##### Study material #####
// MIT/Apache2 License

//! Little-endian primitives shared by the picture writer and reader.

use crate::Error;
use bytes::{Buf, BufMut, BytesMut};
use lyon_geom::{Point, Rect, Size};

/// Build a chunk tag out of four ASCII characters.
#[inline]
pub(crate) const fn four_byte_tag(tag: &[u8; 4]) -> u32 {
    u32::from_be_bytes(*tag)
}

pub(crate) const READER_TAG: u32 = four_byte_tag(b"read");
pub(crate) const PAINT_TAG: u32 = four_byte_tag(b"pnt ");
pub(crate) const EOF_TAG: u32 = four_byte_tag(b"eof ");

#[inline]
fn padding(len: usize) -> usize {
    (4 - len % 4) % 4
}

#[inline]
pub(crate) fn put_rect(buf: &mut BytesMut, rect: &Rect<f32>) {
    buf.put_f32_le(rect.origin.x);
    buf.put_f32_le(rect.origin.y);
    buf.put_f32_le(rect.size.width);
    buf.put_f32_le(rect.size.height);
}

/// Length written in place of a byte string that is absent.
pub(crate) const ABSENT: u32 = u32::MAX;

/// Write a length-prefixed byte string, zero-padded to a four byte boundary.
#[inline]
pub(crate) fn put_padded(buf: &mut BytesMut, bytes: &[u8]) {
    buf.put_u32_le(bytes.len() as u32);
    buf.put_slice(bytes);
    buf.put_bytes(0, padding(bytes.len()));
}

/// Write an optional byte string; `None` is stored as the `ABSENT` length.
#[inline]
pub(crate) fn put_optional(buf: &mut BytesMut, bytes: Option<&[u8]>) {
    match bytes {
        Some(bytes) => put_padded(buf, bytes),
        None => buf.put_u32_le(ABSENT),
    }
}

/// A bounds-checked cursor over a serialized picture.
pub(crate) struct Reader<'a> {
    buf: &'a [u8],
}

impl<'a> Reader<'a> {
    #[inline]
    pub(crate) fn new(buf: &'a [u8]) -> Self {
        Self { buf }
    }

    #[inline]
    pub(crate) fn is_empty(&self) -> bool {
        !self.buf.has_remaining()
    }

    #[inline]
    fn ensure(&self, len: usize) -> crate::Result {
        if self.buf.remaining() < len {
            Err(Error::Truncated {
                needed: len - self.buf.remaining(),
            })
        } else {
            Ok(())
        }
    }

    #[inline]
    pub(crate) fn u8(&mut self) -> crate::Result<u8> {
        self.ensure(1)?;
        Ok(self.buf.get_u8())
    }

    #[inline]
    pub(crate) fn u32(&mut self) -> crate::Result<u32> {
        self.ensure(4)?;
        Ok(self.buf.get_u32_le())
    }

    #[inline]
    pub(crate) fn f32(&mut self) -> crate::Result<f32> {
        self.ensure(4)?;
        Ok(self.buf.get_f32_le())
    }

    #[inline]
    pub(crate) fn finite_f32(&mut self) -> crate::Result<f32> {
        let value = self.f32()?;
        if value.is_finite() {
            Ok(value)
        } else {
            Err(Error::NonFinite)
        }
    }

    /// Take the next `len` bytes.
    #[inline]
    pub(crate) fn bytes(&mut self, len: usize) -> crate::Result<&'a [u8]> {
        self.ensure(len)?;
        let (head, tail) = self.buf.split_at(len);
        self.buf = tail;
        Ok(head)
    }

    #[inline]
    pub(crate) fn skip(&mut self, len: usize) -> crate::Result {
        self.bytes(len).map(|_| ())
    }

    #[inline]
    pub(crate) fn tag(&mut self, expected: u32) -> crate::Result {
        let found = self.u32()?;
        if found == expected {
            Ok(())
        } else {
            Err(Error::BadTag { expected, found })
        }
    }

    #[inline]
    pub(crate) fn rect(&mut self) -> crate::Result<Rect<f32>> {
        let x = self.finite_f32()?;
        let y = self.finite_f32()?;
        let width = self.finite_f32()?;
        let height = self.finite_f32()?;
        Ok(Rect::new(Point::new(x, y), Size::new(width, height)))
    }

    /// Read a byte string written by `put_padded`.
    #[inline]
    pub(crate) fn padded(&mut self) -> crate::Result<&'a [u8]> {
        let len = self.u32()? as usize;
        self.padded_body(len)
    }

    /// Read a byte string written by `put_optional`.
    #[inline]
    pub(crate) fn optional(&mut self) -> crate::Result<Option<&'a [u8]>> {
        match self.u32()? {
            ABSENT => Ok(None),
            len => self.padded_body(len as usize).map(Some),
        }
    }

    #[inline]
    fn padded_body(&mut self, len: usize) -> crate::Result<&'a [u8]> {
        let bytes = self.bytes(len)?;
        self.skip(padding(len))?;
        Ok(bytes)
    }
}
#####
*Goal of the exercise:* Write the records above out again, exactly as they are.

*Result of the exercise:*
// MIT/Apache2 License

//! Little-endian primitives shared by the picture writer and reader.

use crate::Error;
use bytes::{Buf, BufMut, BytesMut};
use lyon_geom::{Point, Rect, Size};

/// Build a chunk tag out of four ASCII characters.
#[inline]
pub(crate) const fn four_byte_tag(tag: &[u8; 4]) -> u32 {
    u32::from_be_bytes(*tag)
}

pub(crate) const READER_TAG: u32 = four_byte_tag(b"read");
pub(crate) const PAINT_TAG: u32 = four_byte_tag(b"pnt ");
pub(crate) const EOF_TAG: u32 = four_byte_tag(b"eof ");

#[inline]
fn padding(len: usize) -> usize {
    (4 - len % 4) % 4
}

#[inline]
pub(crate) fn put_rect(buf: &mut BytesMut, rect: &Rect<f32>) {
    buf.put_f32_le(rect.origin.x);
    buf.put_f32_le(rect.origin.y);
    buf.put_f32_le(rect.size.width);
    buf.put_f32_le(rect.size.height);
}

/// Length written in place of a byte string that is absent.
pub(crate) const ABSENT: u32 = u32::MAX;

/// Write a length-prefixed byte string, zero-padded to a four byte boundary.
#[inline]
pub(crate) fn put_padded(buf: &mut BytesMut, bytes: &[u8]) {
    buf.put_u32_le(bytes.len() as u32);
    buf.put_slice(bytes);
    buf.put_bytes(0, padding(bytes.len()));
}

/// Write an optional byte string; `None` is stored as the `ABSENT` length.
#[inline]
pub(crate) fn put_optional(buf: &mut BytesMut, bytes: Option<&[u8]>) {
    match bytes {
        Some(bytes) => put_padded(buf, bytes),
        None => buf.put_u32_le(ABSENT),
    }
}

/// A bounds-checked cursor over a serialized picture.
pub(crate) struct Reader<'a> {
    buf: &'a [u8],
}

impl<'a> Reader<'a> {
    #[inline]
    pub(crate) fn new(buf: &'a [u8]) -> Self {
        Self { buf }
    }

    #[inline]
    pub(crate) fn is_empty(&self) -> bool {
        !self.buf.has_remaining()
    }

    #[inline]
    fn ensure(&self, len: usize) -> crate::Result {
        if self.buf.remaining() < len {
            Err(Error::Truncated {
                needed: len - self.buf.remaining(),
            })
        } else {
            Ok(())
        }
    }

    #[inline]
    pub(crate) fn u8(&mut self) -> crate::Result<u8> {
        self.ensure(1)?;
        Ok(self.buf.get_u8())
    }

    #[inline]
    pub(crate) fn u32(&mut self) -> crate::Result<u32> {
        self.ensure(4)?;
        Ok(self.buf.get_u32_le())
    }

    #[inline]
    pub(crate) fn f32(&mut self) -> crate::Result<f32> {
        self.ensure(4)?;
        Ok(self.buf.get_f32_le())
    }

    #[inline]
    pub(crate) fn finite_f32(&mut self) -> crate::Result<f32> {
        let value = self.f32()?;
        if value.is_finite() {
            Ok(value)
        } else {
            Err(Error::NonFinite)
        }
    }

    /// Take the next `len` bytes.
    #[inline]
    pub(crate) fn bytes(&mut self, len: usize) -> crate::Result<&'a [u8]> {
        self.ensure(len)?;
        let (head, tail) = self.buf.split_at(len);
        self.buf = tail;
        Ok(head)
    }

    #[inline]
    pub(crate) fn skip(&mut self, len: usize) -> crate::Result {
        self.bytes(len).map(|_| ())
    }

    #[inline]
    pub(crate) fn tag(&mut self, expected: u32) -> crate::Result {
        let found = self.u32()?;
        if found == expected {
            Ok(())
        } else {
            Err(Error::BadTag { expected, found })
        }
    }

    #[inline]
    pub(crate) fn rect(&mut self) -> crate::Result<Rect<f32>> {
        let x = self.finite_f32()?;
        let y = self.finite_f32()?;
        let width = self.finite_f32()?;
        let height = self.finite_f32()?;
        Ok(Rect::new(Point::new(x, y), Size::new(width, height)))
    }

    /// Read a byte string written by `put_padded`.
    #[inline]
    pub(crate) fn padded(&mut self) -> crate::Result<&'a [u8]> {
        let len = self.u32()? as usize;
        self.padded_body(len)
    }

    /// Read a byte string written by `put_optional`.
    #[inline]
    pub(crate) fn optional(&mut self) -> crate::Result<Option<&'a [u8]>> {
        match self.u32()? {
            ABSENT => Ok(None),
            len => self.padded_body(len as usize).map(Some),
        }
    }

    #[inline]
    fn padded_body(&mut self, len: usize) -> crate::Result<&'a [u8]> {
        let bytes = self.bytes(len)?;
        self.skip(padding(len))?;
        Ok(bytes)
    }
}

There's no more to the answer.